The Caisse populaire de Caraquet was the first to issue a cheque, in 1950. The Union coopérative acadienne was founded in 1955 (it later became the Conseil acadien de la coopération, in 1980). A new headquarters was inaugurated in Caraquet in 1955. Term deposits were first offered in 1965. The Fédération adopted its first logo in 1973.

Cooperation with Les Caisses Desjardins became closer, beginning in 1966 when the latter began assisting with staff training and accounting management was harmonized. The Services Unis de Vérification et d’Inspection were established in 1974. Cooperation subsequently intensified. An electronic caisse operation system (COS) was designed in 1976, and the caisse in Lamèque became the first to adopt this system the following year. The Caisses populaires acadiennes joined the Caisses Desjardins network, becoming associate members of Caisse centrale Desjardins in 1981. The Office de stabilisation de la Fédération des Caisses populaires acadiennes ltée was established in 1978. In 1986, the debit card La Populaire was introduced when the first automated teller machine (ATM) was installed in Edmundston and the Fédération joined the Interac network. Cooperation with the Mouvement Desjardins culminated in 1990 with the signing of a first affiliation agreement.

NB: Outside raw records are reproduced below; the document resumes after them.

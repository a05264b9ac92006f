//! Contact sheet rendering.
//!
//! Composes one JPEG per video: an optional metadata header at the top and a
//! grid of evenly sampled, timestamped frame thumbnails beneath it.

use std::{fs::File, io::BufWriter, path::Path};

use image::{
    RgbImage,
    codecs::jpeg::JpegEncoder,
    imageops::{self, FilterType},
};

use crate::{
    config::Settings,
    error::SheetError,
    layout::{Orientation, SheetLayout, effective_grid},
    sampler::sample_timestamps,
    source::VideoFile,
    text::{self, LINE_SPACING, SHADOW_OFFSET, SheetFont, TIMESTAMP_INSET},
};

/// Render the contact sheet for one video in memory.
///
/// # Errors
///
/// Fails when the video cannot be probed, is too short for the configured
/// lead-in skip, holds fewer frames than the grid needs, a font cannot be
/// loaded, the layout degenerates, or any single frame fails to decode.
pub fn render_contact_sheet(
    video_path: &Path,
    settings: &Settings,
) -> Result<RgbImage, SheetError> {
    let mut video = VideoFile::open(video_path)?;
    let metadata = video.metadata().clone();

    let (corrected_width, corrected_height) = metadata.corrected_dimensions();
    let orientation = Orientation::classify(corrected_width, corrected_height);
    let grid = effective_grid(
        orientation,
        settings.columns,
        settings.rows,
        settings.vertical_columns,
        settings.vertical_rows,
    );

    let timestamps = sample_timestamps(
        metadata.duration_seconds,
        settings.skip_seconds,
        grid.cell_count(),
    )?;

    // A grid of N cells needs at least N distinct frames in the sampled span.
    if metadata.frame_rate > 0.0 {
        let span = metadata.duration_seconds - settings.skip_seconds;
        let available = (span * metadata.frame_rate) as u64;
        if available < u64::from(grid.cell_count()) {
            return Err(SheetError::TooFewFrames {
                requested: grid.cell_count(),
                available,
            });
        }
    }

    let timestamp_font = timestamp_font(settings)?;

    let (header_font, header_lines) = if settings.header_enabled {
        let font = header_font(settings)?;
        let lines = text::header_lines(&metadata, settings);
        (Some(font), lines)
    } else {
        (None, Vec::new())
    };

    let header_height = match &header_font {
        Some(font) => {
            let heights: Vec<u32> = header_lines
                .iter()
                .map(|line| font.line_height(line))
                .collect();
            header_block_height(&heights, settings.spacing)
        }
        None => 0,
    };

    let layout = SheetLayout::compute(
        settings.width,
        grid,
        settings.spacing,
        metadata.corrected_aspect(),
        header_height,
    )?;

    log::debug!(
        "Rendering {}: {}x{} canvas, {}x{} grid, {}x{} cells, header {}px",
        video_path.display(),
        layout.canvas_width,
        layout.canvas_height,
        grid.columns,
        grid.rows,
        layout.cell_width,
        layout.cell_height,
        layout.header_height,
    );

    let mut canvas = RgbImage::from_pixel(
        layout.canvas_width,
        layout.canvas_height,
        settings.background_color,
    );

    if let Some(font) = &header_font {
        let mut y = settings.spacing;
        for line in &header_lines {
            font.draw(
                &mut canvas,
                settings.spacing as i32,
                y as i32,
                settings.header_font_color,
                line,
            );
            y += font.line_height(line) + LINE_SPACING;
        }
    }

    for (index, &timestamp) in timestamps.iter().enumerate() {
        let index = index as u32;
        let row = index / grid.columns;
        let column = index % grid.columns;
        let (cell_x, cell_y) = layout.cell_origin(row, column);

        let frame = video.frame_at(timestamp)?;
        let frame = match metadata.rotation_degrees {
            90 => imageops::rotate90(&frame),
            180 => imageops::rotate180(&frame),
            270 => imageops::rotate270(&frame),
            _ => frame,
        };
        let thumbnail = imageops::resize(
            &frame,
            layout.cell_width,
            layout.cell_height,
            FilterType::Triangle,
        );
        imageops::replace(&mut canvas, &thumbnail, i64::from(cell_x), i64::from(cell_y));

        let label = text::format_time(timestamp);
        let label_width = timestamp_font.text_width(&label);
        let label_height = timestamp_font.line_height(&label);
        let (label_x, label_y) = label_origin(
            cell_x,
            cell_y,
            layout.cell_width,
            layout.cell_height,
            label_width,
            label_height,
        );

        if let Some(shadow) = settings.timestamp_shadow_color {
            timestamp_font.draw(
                &mut canvas,
                label_x + SHADOW_OFFSET,
                label_y + SHADOW_OFFSET,
                shadow,
                &label,
            );
        }
        timestamp_font.draw(
            &mut canvas,
            label_x,
            label_y,
            settings.timestamp_font_color,
            &label,
        );
    }

    Ok(canvas)
}

/// Render a video's contact sheet and write it to `output_path` as JPEG.
pub fn write_contact_sheet(
    video_path: &Path,
    output_path: &Path,
    settings: &Settings,
) -> Result<(), SheetError> {
    let sheet = render_contact_sheet(video_path, settings)?;
    save_jpeg(&sheet, output_path, settings.jpeg_quality)
}

/// The header font; the builtin font always renders at its fixed default
/// size, configured sizes apply to user font files only.
fn header_font(settings: &Settings) -> Result<SheetFont, SheetError> {
    SheetFont::resolve(&settings.header_font_choice(), text::DEFAULT_HEADER_FONT_SIZE)
}

/// The timestamp font, with the same builtin-size rule as [`header_font`].
fn timestamp_font(settings: &Settings) -> Result<SheetFont, SheetError> {
    SheetFont::resolve(
        &settings.timestamp_font_choice(),
        text::DEFAULT_TIMESTAMP_FONT_SIZE,
    )
}

/// Height of the rendered header block: top margin, the line heights, and
/// gaps between lines (none after the last).
fn header_block_height(line_heights: &[u32], spacing: u32) -> u32 {
    if line_heights.is_empty() {
        return 0;
    }
    let gaps = LINE_SPACING * (line_heights.len() as u32 - 1);
    spacing + line_heights.iter().sum::<u32>() + gaps
}

/// Top-left corner of a timestamp label inset from its cell's bottom-right
/// corner, clamped so the label never leaves the cell.
fn label_origin(
    cell_x: u32,
    cell_y: u32,
    cell_width: u32,
    cell_height: u32,
    label_width: u32,
    label_height: u32,
) -> (i32, i32) {
    let x = (cell_x + cell_width)
        .saturating_sub(label_width + TIMESTAMP_INSET)
        .max(cell_x);
    let y = (cell_y + cell_height)
        .saturating_sub(label_height + TIMESTAMP_INSET)
        .max(cell_y);
    (x as i32, y as i32)
}

fn save_jpeg(sheet: &RgbImage, output_path: &Path, quality: u8) -> Result<(), SheetError> {
    let file = File::create(output_path)?;
    let writer = BufWriter::new(file);
    let encoder = JpegEncoder::new_with_quality(writer, quality);
    sheet.write_with_encoder(encoder)?;
    Ok(())
}

#[cfg(test)]
mod tests {
    use super::*;
    use crate::text::{DEFAULT_HEADER_FONT_SIZE, DEFAULT_TIMESTAMP_FONT_SIZE};

    #[test]
    fn header_block_has_no_gap_after_the_last_line() {
        // Top margin, three 10px lines, gaps between lines only.
        assert_eq!(header_block_height(&[10, 10, 10], 2), 2 + 30 + 2 * 2);
        assert_eq!(header_block_height(&[14], 2), 2 + 14);
        assert_eq!(header_block_height(&[], 2), 0);
    }

    #[test]
    fn builtin_fonts_ignore_configured_sizes() {
        let mut settings = Settings::default();
        settings.header_font_size = 30.0;
        settings.timestamp_font_size = 30.0;

        // Needs a system font to probe.
        let Ok(header) = header_font(&settings) else {
            return;
        };
        assert_eq!(header.size(), DEFAULT_HEADER_FONT_SIZE);

        let timestamp = timestamp_font(&settings).unwrap();
        assert_eq!(timestamp.size(), DEFAULT_TIMESTAMP_FONT_SIZE);
    }

    #[test]
    fn labels_are_inset_from_the_bottom_right_corner() {
        // Cell at (2, 52), 197x111; a 34x12 label.
        let (x, y) = label_origin(2, 52, 197, 111, 34, 12);
        assert_eq!(x, (2 + 197 - 34 - 2) as i32);
        assert_eq!(y, (52 + 111 - 12 - 2) as i32);
    }

    #[test]
    fn oversized_labels_clamp_to_the_cell_origin() {
        let (x, y) = label_origin(10, 20, 30, 10, 100, 40);
        assert_eq!((x, y), (10, 20));
    }

    #[test]
    fn saved_jpeg_is_readable() {
        let dir = tempfile::tempdir().unwrap();
        let path = dir.path().join("sheet.jpg");
        let sheet = RgbImage::from_pixel(32, 16, image::Rgb([128, 64, 32]));

        save_jpeg(&sheet, &path, 95).unwrap();

        let reloaded = image::open(&path).unwrap().to_rgb8();
        assert_eq!(reloaded.dimensions(), (32, 16));
    }
}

The Fédération continued to grow, with phase I of its current headquarters, Place de l’Acadie, opening its doors in 1978. The Institut de coopération acadien ltée was also founded that year. In 1980, the SACPA began offering life annuities. In 1982, it began selling personal life insurance products. The Fondation des Caisses populaires acadiennes was established in 1983. Management of the employee pension plan was taken over from Assumption Life in 1986. Phase II of Place de l’Acadie was inaugurated in 1989. Also that year, the Fédération des Caisses populaires became the first financial institution in the province to put in place a direct payment system based on use of bank cards. La Financière Acadie, which offered a range of complementary financial products, was formed in 1994. The New Brunswick Credit Union Deposit Insurance Corporation was established the same year.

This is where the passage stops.